Children’s accidental intake of cannabis edibles increases


Over 3000 kids accidentally ate edible forms of marijuana 

Since the legalization of recreational marijuana in an increasing number of states in the U.S., more children have been eating cannabis edibles. According to the Washington Post, almost all exposures happen in residential settings. 


To kids, they might look like a regular treat. Cannabis edibles are available in the form of colorful candies, like gummy bears. Sometimes they look like tasty treats, like cookies, brownies or chocolate. They’re almost indistinguishable from the regular products, especially without a wrapper. And apparently, these tempting snacks cause children to accidentally eat significant amounts of cannabis, resulting in marijuana poisoning.

Increase in cases

According to a study published in the journal Pediatrics, the amount of cases of marijuana poisoning in 2017 among children under six, was 207. In 2021, this number rose to 3,054. The big change that occurred between 2017 and 2021, is the legalization of recreational marijuana in several states. The use of recreational cannabis products is now legal in 21 states and Washington D.C.. According to the NPR, a large amount of children found the drugs at home. Even though not all exposures lead to hospitalization, a staggering number of 22.7% kids needed to be admitted to the hospital. Eight percent of those children required critical care.

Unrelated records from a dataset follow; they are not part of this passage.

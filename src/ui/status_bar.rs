use ratatui::layout::{Alignment, Rect};
use ratatui::text::{Line, Span};
use ratatui::widgets::Paragraph;
use ratatui::Frame;

use jogdial::config::KeysConfig;
use jogdial::Lifecycle;

use super::theme::Theme;
use crate::app::App;

/// Render the bottom status bar with phase-sensitive keybinding hints
pub fn render(frame: &mut Frame, app: &App, lifecycle: Lifecycle, area: Rect) {
    let keys = &app.dial.config().keys;
    let hints = match lifecycle {
        Lifecycle::Setup => setup_hints(keys),
        Lifecycle::Complete => complete_hints(keys),
        Lifecycle::Starting | Lifecycle::Preheat | Lifecycle::Cooking => busy_hints(keys),
    };

    let mut spans: Vec<Span> = Vec::with_capacity(hints.len() * 3);
    for (i, (k, d)) in hints.iter().enumerate() {
        if i > 0 {
            spans.push(Span::styled("│", app.theme.separator()));
        }
        spans.push(Span::styled(format!(" {k} "), app.theme.key_hint()));
        spans.push(Span::styled(format!("{d} "), app.theme.key_desc()));
    }

    let para = Paragraph::new(Line::from(spans)).alignment(Alignment::Center);
    frame.render_widget(para, area);
}

fn setup_hints(keys: &KeysConfig) -> Vec<(String, &'static str)> {
    vec![
        (format!("{}/{}", keys.rotate_left, keys.rotate_right), "Adjust"),
        (keys.press.clone(), "Mode"),
        (keys.aux.clone(), "Start"),
        (keys.quit.clone(), "Quit"),
    ]
}

fn busy_hints(keys: &KeysConfig) -> Vec<(String, &'static str)> {
    vec![(keys.reset.clone(), "Reset"), (keys.quit.clone(), "Quit")]
}

fn complete_hints(keys: &KeysConfig) -> Vec<(String, &'static str)> {
    vec![
        (format!("{}/{}", keys.rotate_left, keys.rotate_right), "Option"),
        (keys.reset.clone(), "Reset"),
        (keys.quit.clone(), "Quit"),
    ]
}

#[cfg(test)]
mod tests {
    use super::*;

    #[test]
    fn setup_hints_follow_key_config() {
        let mut keys = KeysConfig::default();
        keys.aux = "space".into();
        let hints = setup_hints(&keys);
        assert!(hints.contains(&("space".to_string(), "Start")));
        assert_eq!(hints[0].0, "left/right");
    }
}
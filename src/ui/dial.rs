use ratatui::layout::{Alignment, Rect};
use ratatui::symbols::Marker;
use ratatui::text::{Line, Span};
use ratatui::widgets::canvas::{Canvas, Line as Stroke};
use ratatui::widgets::Paragraph;
use ratatui::Frame;
use unicode_width::UnicodeWidthStr;

use jogdial::{Lifecycle, RenderFrame};

use super::theme::{rgb, Theme};
use crate::app::App;

/// Radius where every tick starts, in canvas units
const INNER_RADIUS: f64 = 0.78;
/// Tick length at multiplier 1.0
const BASE_LENGTH: f64 = 0.08;
const OUTER_LIMIT: f64 = 1.0;

/// Render the ring of ticks with the readout in its centre
pub fn render(f: &mut Frame, app: &App, frame: &RenderFrame, area: Rect) {
    let ring = square(area);
    if ring.width < 4 || ring.height < 2 {
        return;
    }

    let canvas = Canvas::default()
        .marker(Marker::Braille)
        .x_bounds([-OUTER_LIMIT, OUTER_LIMIT])
        .y_bounds([-OUTER_LIMIT, OUTER_LIMIT])
        .paint(|ctx| {
            for tick in &frame.ticks {
                let (x1, y1, x2, y2) = tick_segment(tick.angle, tick.length);
                ctx.draw(&Stroke {
                    x1,
                    y1,
                    x2,
                    y2,
                    color: rgb(tick.color),
                });
            }
        });
    f.render_widget(canvas, ring);

    let lines = centre_lines(frame, &app.theme);
    let text_rect = centred(ring, &lines);
    f.render_widget(
        Paragraph::new(lines).alignment(Alignment::Center),
        text_rect,
    );
}

/// Start and end of a radial tick; 0° is twelve o'clock, clockwise
pub fn tick_segment(angle_deg: f64, length: f64) -> (f64, f64, f64, f64) {
    let theta = angle_deg.to_radians();
    let (sin, cos) = theta.sin_cos();
    let outer = (INNER_RADIUS + BASE_LENGTH * length).min(OUTER_LIMIT);
    (
        INNER_RADIUS * sin,
        INNER_RADIUS * cos,
        outer * sin,
        outer * cos,
    )
}

fn centre_lines<'a>(frame: &'a RenderFrame, theme: &Theme) -> Vec<Line<'a>> {
    let primary_style = if frame.flash_dimmed {
        theme.readout_dimmed()
    } else {
        theme.readout()
    };
    let mut primary = vec![Span::styled(frame.primary.as_str(), primary_style)];
    if frame.rapid && frame.lifecycle == Lifecycle::Setup {
        primary.push(Span::styled(" »", theme.rapid()));
    }

    let mut lines = vec![Line::from(primary)];
    lines.push(if frame.status_visible {
        Line::from(Span::styled(frame.status, theme.status()))
    } else {
        Line::from("")
    });

    for option in &frame.options {
        let (marker, style) = if option.selected {
            ("› ", theme.option_selected())
        } else {
            ("  ", theme.option())
        };
        lines.push(Line::from(Span::styled(
            format!("{marker}{}", option.label),
            style,
        )));
    }
    lines
}

/// Largest area with a round-looking aspect (cells are about twice as tall as wide)
fn square(area: Rect) -> Rect {
    let height = area.height.min(area.width / 2);
    let width = height * 2;
    Rect {
        x: area.x + (area.width - width) / 2,
        y: area.y + (area.height - height) / 2,
        width,
        height,
    }
}

fn centred(ring: Rect, lines: &[Line]) -> Rect {
    let widest = lines
        .iter()
        .map(|l| {
            l.spans
                .iter()
                .map(|s| UnicodeWidthStr::width(s.content.as_ref()))
                .sum::<usize>()
        })
        .max()
        .unwrap_or(0) as u16;
    let width = widest.min(ring.width);
    let height = (lines.len() as u16).min(ring.height);
    Rect {
        x: ring.x + (ring.width - width) / 2,
        y: ring.y + (ring.height - height) / 2,
        width,
        height,
    }
}

#[cfg(test)]
mod tests {
    use super::*;

    #[test]
    fn top_tick_points_up() {
        let (x1, y1, x2, y2) = tick_segment(0.0, 1.0);
        assert!(x1.abs() < 1e-9 && x2.abs() < 1e-9);
        assert!(y2 > y1);
    }

    #[test]
    fn quarter_turn_points_right() {
        let (x1, _, x2, y2) = tick_segment(90.0, 1.0);
        assert!(x2 > x1);
        assert!(y2.abs() < 1e-9);
    }

    #[test]
    fn long_ticks_stay_inside_bounds() {
        let (_, _, _, y2) = tick_segment(0.0, 10.0);
        assert!(y2 <= OUTER_LIMIT);
    }

    #[test]
    fn square_is_centred_and_twice_as_wide() {
        let r = square(Rect::new(0, 0, 100, 20));
        assert_eq!((r.width, r.height), (40, 20));
        assert_eq!(r.x, 30);
    }
}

According to the Washington Post, the researchers who conducted the study have been focusing on the absence of laws governing the packaging of the cannabis ‘candies’. If the packages look less tempting and had warning labels, they might not be as attractive to children who come across the products in kitchen cabinets. Another measure that could be taken to decrease the risk of children getting poisoned, is lowering the dose of THC. THC is the active ingredient in marijuana that causes the mental effects of the drug. The lack of regulations for the amount of THC allowed in products can cause the dosages to differ.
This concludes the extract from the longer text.